### Exercise
Below are records; quote them exactly from the first line through the line that contains "position. Views are".

### Material to process
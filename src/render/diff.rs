//! Diff Renderer: Patch segment views in place or rebuild them.
//!
//! Every pacing tick re-parses the visible text and hands the segments to
//! [`SegmentDiffRenderer::render`]. The renderer compares the new kind
//! sequence against the live views:
//!
//! 1. **Fast path**: same count and same kind at every position. Views are
//!    patched in place; nothing is created or destroyed.
//! 2. **Slow path**: anything else. Every view is destroyed and one fresh
//!    view is created per segment.
//!
//! While a response streams, only the tail text grows, so nearly every tick
//! takes the fast path. The slow path fires at structural transitions: a
//! fence or aside opening or closing.

use super::view::{SegmentView, ViewFactory};
use crate::parser::{self, Segment, SegmentKind};
use tracing::trace;

/// Which path a render took.
#[derive(Debug, Clone, Copy, PartialEq, Eq)]
pub enum RenderPath {
    /// Views were patched in place.
    Patched {
        /// Number of views whose content was replaced.
        updated: usize,
    },
    /// All views were torn down and recreated.
    Rebuilt {
        /// Number of views destroyed.
        destroyed: usize,
        /// Number of views created.
        created: usize,
    },
}

impl RenderPath {
    /// Whether this render took the fast path.
    pub const fn is_fast(&self) -> bool {
        matches!(self, Self::Patched { .. })
    }
}

/// Check whether `segments` can be applied to views of `kinds` in place.
pub fn is_fast_path<I>(kinds: I, segments: &[Segment]) -> bool
where
    I: IntoIterator<Item = SegmentKind>,
    I::IntoIter: ExactSizeIterator,
{
    let kinds = kinds.into_iter();
    kinds.len() == segments.len() && kinds.zip(segments).all(|(kind, seg)| kind == seg.kind)
}

/// Observer notified after every render.
pub type RenderObserver = Box<dyn FnMut(RenderPath) + Send>;

/// Live view state of one message.
pub struct SegmentDiffRenderer<F: ViewFactory> {
    /// Creates and destroys views.
    factory: F,
    /// One view per segment, in document order.
    views: Vec<F::View>,
    /// Outcome of the most recent render.
    last_path: Option<RenderPath>,
    /// Optional render notification hook.
    observer: Option<RenderObserver>,
}

impl<F: ViewFactory> SegmentDiffRenderer<F> {
    /// Create an empty renderer.
    pub const fn new(factory: F) -> Self {
        Self {
            factory,
            views: Vec::new(),
            last_path: None,
            observer: None,
        }
    }

    /// Install an observer called with the path of every render.
    pub fn set_observer(&mut self, observer: impl FnMut(RenderPath) + Send + 'static) {
        self.observer = Some(Box::new(observer));
    }

    /// Current views, in document order.
    pub fn views(&self) -> &[F::View] {
        &self.views
    }

    /// The factory backing this renderer.
    pub const fn factory(&self) -> &F {
        &self.factory
    }

    /// Outcome of the most recent render.
    pub const fn last_path(&self) -> Option<RenderPath> {
        self.last_path
    }

    /// Parse `text` and render the result.
    pub fn render_text(&mut self, text: &str) -> RenderPath {
        let segments = parser::parse(text);
        self.render(&segments)
    }

    /// Bring the views in line with `segments`.
    pub fn render(&mut self, segments: &[Segment]) -> RenderPath {
        let path = if is_fast_path(self.views.iter().map(SegmentView::kind), segments) {
            self.patch(segments)
        } else {
            self.rebuild(segments)
        };

        trace!(?path, segments = segments.len(), "rendered message");
        self.last_path = Some(path);
        if let Some(observer) = self.observer.as_mut() {
            observer(path);
        }
        path
    }

    fn patch(&mut self, segments: &[Segment]) -> RenderPath {
        let mut updated = 0;
        for (view, segment) in self.views.iter_mut().zip(segments) {
            if needs_update(view, segment) {
                view.update(segment);
                updated += 1;
            }
        }
        RenderPath::Patched { updated }
    }

    fn rebuild(&mut self, segments: &[Segment]) -> RenderPath {
        let destroyed = self.views.len();
        for view in self.views.drain(..) {
            self.factory.destroy(view);
        }
        self.views
            .extend(segments.iter().map(|segment| self.factory.create(segment)));

        RenderPath::Rebuilt {
            destroyed,
            created: segments.len(),
        }
    }
}

/// Code views are only reflowed when the trimmed body or tag changed.
fn needs_update<V: SegmentView>(view: &V, segment: &Segment) -> bool {
    match segment.kind {
        SegmentKind::Code => {
            view.content().trim() != segment.content.trim()
                || view.language() != segment.language.as_deref()
                || view.is_closed() != segment.closed
        }
        SegmentKind::Text | SegmentKind::Reasoning => true,
    }
}

impl<F: ViewFactory> std::fmt::Debug for SegmentDiffRenderer<F> {
    fn fmt(&self, f: &mut std::fmt::Formatter<'_>) -> std::fmt::Result {
        f.debug_struct("SegmentDiffRenderer")
            .field("views", &self.views.len())
            .field("last_path", &self.last_path)
            .finish_non_exhaustive()
    }
}
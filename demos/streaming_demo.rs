//! Streaming Demo: Demonstrates paced rendering of a streamed response.
//!
//! This example simulates a model streaming a response with a reasoning
//! aside and a code fence, without needing an Ollama server. Every tick
//! is painted with the terminal painter; the summary at the end shows how
//! often the renderer patched in place versus rebuilding.

use chatwheel::render::{BlockFactory, TerminalPainter};
use chatwheel::{
    CancelToken, ChatBackend, ChatRequest, Conversation, PacingPolicy, RenderPath, TickOutcome,
};
use std::sync::Arc;
use std::thread;
use std::time::{Duration, Instant};

/// Sample text to stream (simulating an LLM response).
const SAMPLE_TEXT: &str = r#"<think>The user wants a small example. A loop over a vector is enough.</think>Here is a short Rust program that sums a list:

```rust
fn main() {
    let numbers = vec![1, 2, 3, 4, 5];
    let total: i32 = numbers.iter().sum();
    println!("total = {total}");
}
```

The `iter().sum()` call folds the items with `+`, so there is no explicit loop.
"#;

/// Backend that emits the sample a few characters at a time.
struct Simulated {
    token_interval: Duration,
}

impl ChatBackend for Simulated {
    fn stream_chat(
        &self,
        _request: &ChatRequest,
        cancel: &CancelToken,
        on_delta: &mut dyn FnMut(&str),
    ) -> chatwheel::Result<()> {
        let mut rest = SAMPLE_TEXT;
        while !rest.is_empty() {
            if cancel.is_cancelled() {
                return Ok(());
            }
            let mut end = rest.len().min(4);
            while !rest.is_char_boundary(end) {
                end += 1;
            }
            let (token, tail) = rest.split_at(end);
            on_delta(token);
            rest = tail;
            thread::sleep(self.token_interval);
        }
        Ok(())
    }
}

fn main() -> std::io::Result<()> {
    println!("Chatwheel Streaming Demo");
    println!("========================\n");

    let backend = Arc::new(Simulated {
        token_interval: Duration::from_millis(10),
    });
    let mut conversation = Conversation::new(backend, BlockFactory::new(), PacingPolicy::default());
    conversation.set_model("simulated");
    if let Err(err) = conversation.send("Show me how to sum a list in Rust.") {
        eprintln!("send failed: {err}");
        return Ok(());
    }

    let width = crossterm::terminal::size().map_or(80, |(w, _)| w);
    let mut painter = TerminalPainter::new(width);
    let mut stdout = std::io::stdout();
    let (mut patched, mut rebuilt) = (0usize, 0usize);
    let start = Instant::now();

    let outcome = loop {
        let outcome = conversation.tick();
        if let TickOutcome::Advanced { path, .. } = &outcome {
            match path {
                RenderPath::Patched { .. } => patched += 1,
                RenderPath::Rebuilt { .. } => rebuilt += 1,
            }
            painter.paint(&mut stdout, conversation.live_views(), *path)?;
        }
        match outcome.next_delay() {
            Some(delay) => thread::sleep(delay),
            None => break outcome,
        }
    };
    painter.finish(&mut stdout)?;

    println!();
    println!("Outcome:       {}", if outcome.is_terminal() { "complete" } else { "idle" });
    println!("Elapsed:       {:.2?}", start.elapsed());
    println!("Patched ticks: {patched}");
    println!("Rebuilt ticks: {rebuilt}");
    println!("History turns: {}", conversation.history().len());
    Ok(())
}
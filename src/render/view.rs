//! Segment views: the toolkit-facing side of the diff renderer.
//!
//! The renderer never touches a concrete widget. It talks to views through
//! [`SegmentView`] and creates or destroys them through a [`ViewFactory`],
//! so a retained-mode toolkit can back them with real widgets while an
//! immediate-mode host can use [`TextBlock`] and repaint from it.

use crate::parser::{Segment, SegmentKind};

/// A live, patchable view of one segment.
pub trait SegmentView {
    /// The segment kind this view was created for. Never changes.
    fn kind(&self) -> SegmentKind;

    /// The content currently displayed.
    fn content(&self) -> &str;

    /// The displayed language tag, for code views.
    fn language(&self) -> Option<&str> {
        None
    }

    /// Whether the view shows its segment's closing marker as seen.
    fn is_closed(&self) -> bool {
        false
    }

    /// Replace the displayed content with the segment's.
    fn update(&mut self, segment: &Segment);
}

/// Creates and destroys segment views.
pub trait ViewFactory {
    /// The view type this factory produces.
    type View: SegmentView;

    /// Create a fresh view for a segment.
    fn create(&mut self, segment: &Segment) -> Self::View;

    /// Tear a view down. The default simply drops it.
    fn destroy(&mut self, view: Self::View) {
        drop(view);
    }
}

/// A retained in-memory view of a segment.
///
/// Code content is stored trimmed, the way it is displayed. Every call to
/// [`SegmentView::update`] counts as one reflow.
#[derive(Debug, Clone, PartialEq, Eq)]
pub struct TextBlock {
    kind: SegmentKind,
    content: String,
    language: Option<String>,
    closed: bool,
    reflows: usize,
}

impl TextBlock {
    /// Create a block showing the given segment.
    pub fn new(segment: &Segment) -> Self {
        Self {
            kind: segment.kind,
            content: display_content(segment).to_string(),
            language: segment.language.clone(),
            closed: segment.closed,
            reflows: 0,
        }
    }

    /// Number of in-place updates since creation.
    pub const fn reflows(&self) -> usize {
        self.reflows
    }
}

impl SegmentView for TextBlock {
    fn kind(&self) -> SegmentKind {
        self.kind
    }

    fn content(&self) -> &str {
        &self.content
    }

    fn language(&self) -> Option<&str> {
        self.language.as_deref()
    }

    fn is_closed(&self) -> bool {
        self.closed
    }

    fn update(&mut self, segment: &Segment) {
        debug_assert_eq!(self.kind, segment.kind);
        self.content.clear();
        self.content.push_str(display_content(segment));
        self.language.clone_from(&segment.language);
        self.closed = segment.closed;
        self.reflows += 1;
    }
}

/// Content as a view displays it: code bodies are trimmed.
fn display_content(segment: &Segment) -> &str {
    match segment.kind {
        SegmentKind::Code => segment.content.trim(),
        SegmentKind::Text | SegmentKind::Reasoning => &segment.content,
    }
}

/// Factory for [`TextBlock`] views that keeps lifetime counters.
#[derive(Debug, Clone, Default)]
pub struct BlockFactory {
    created: usize,
    destroyed: usize,
}

impl BlockFactory {
    /// Create a new factory.
    pub const fn new() -> Self {
        Self {
            created: 0,
            destroyed: 0,
        }
    }

    /// Total views created.
    pub const fn created(&self) -> usize {
        self.created
    }

    /// Total views destroyed.
    pub const fn destroyed(&self) -> usize {
        self.destroyed
    }
}

impl ViewFactory for BlockFactory {
    type View = TextBlock;

    fn create(&mut self, segment: &Segment) -> TextBlock {
        self.created += 1;
        TextBlock::new(segment)
    }

    fn destroy(&mut self, view: TextBlock) {
        self.destroyed += 1;
        drop(view);
    }
}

### Answer to this problem
filename src/render/diff.rs
//! Diff Renderer: Patch segment views in place or rebuild them.
//!
//! Every pacing tick re-parses the visible text and hands the segments to
//! [`SegmentDiffRenderer::render`]. The renderer compares the new kind
//! sequence against the live views:
//!
//! 1. **Fast path**: same count and same kind at every position. Views are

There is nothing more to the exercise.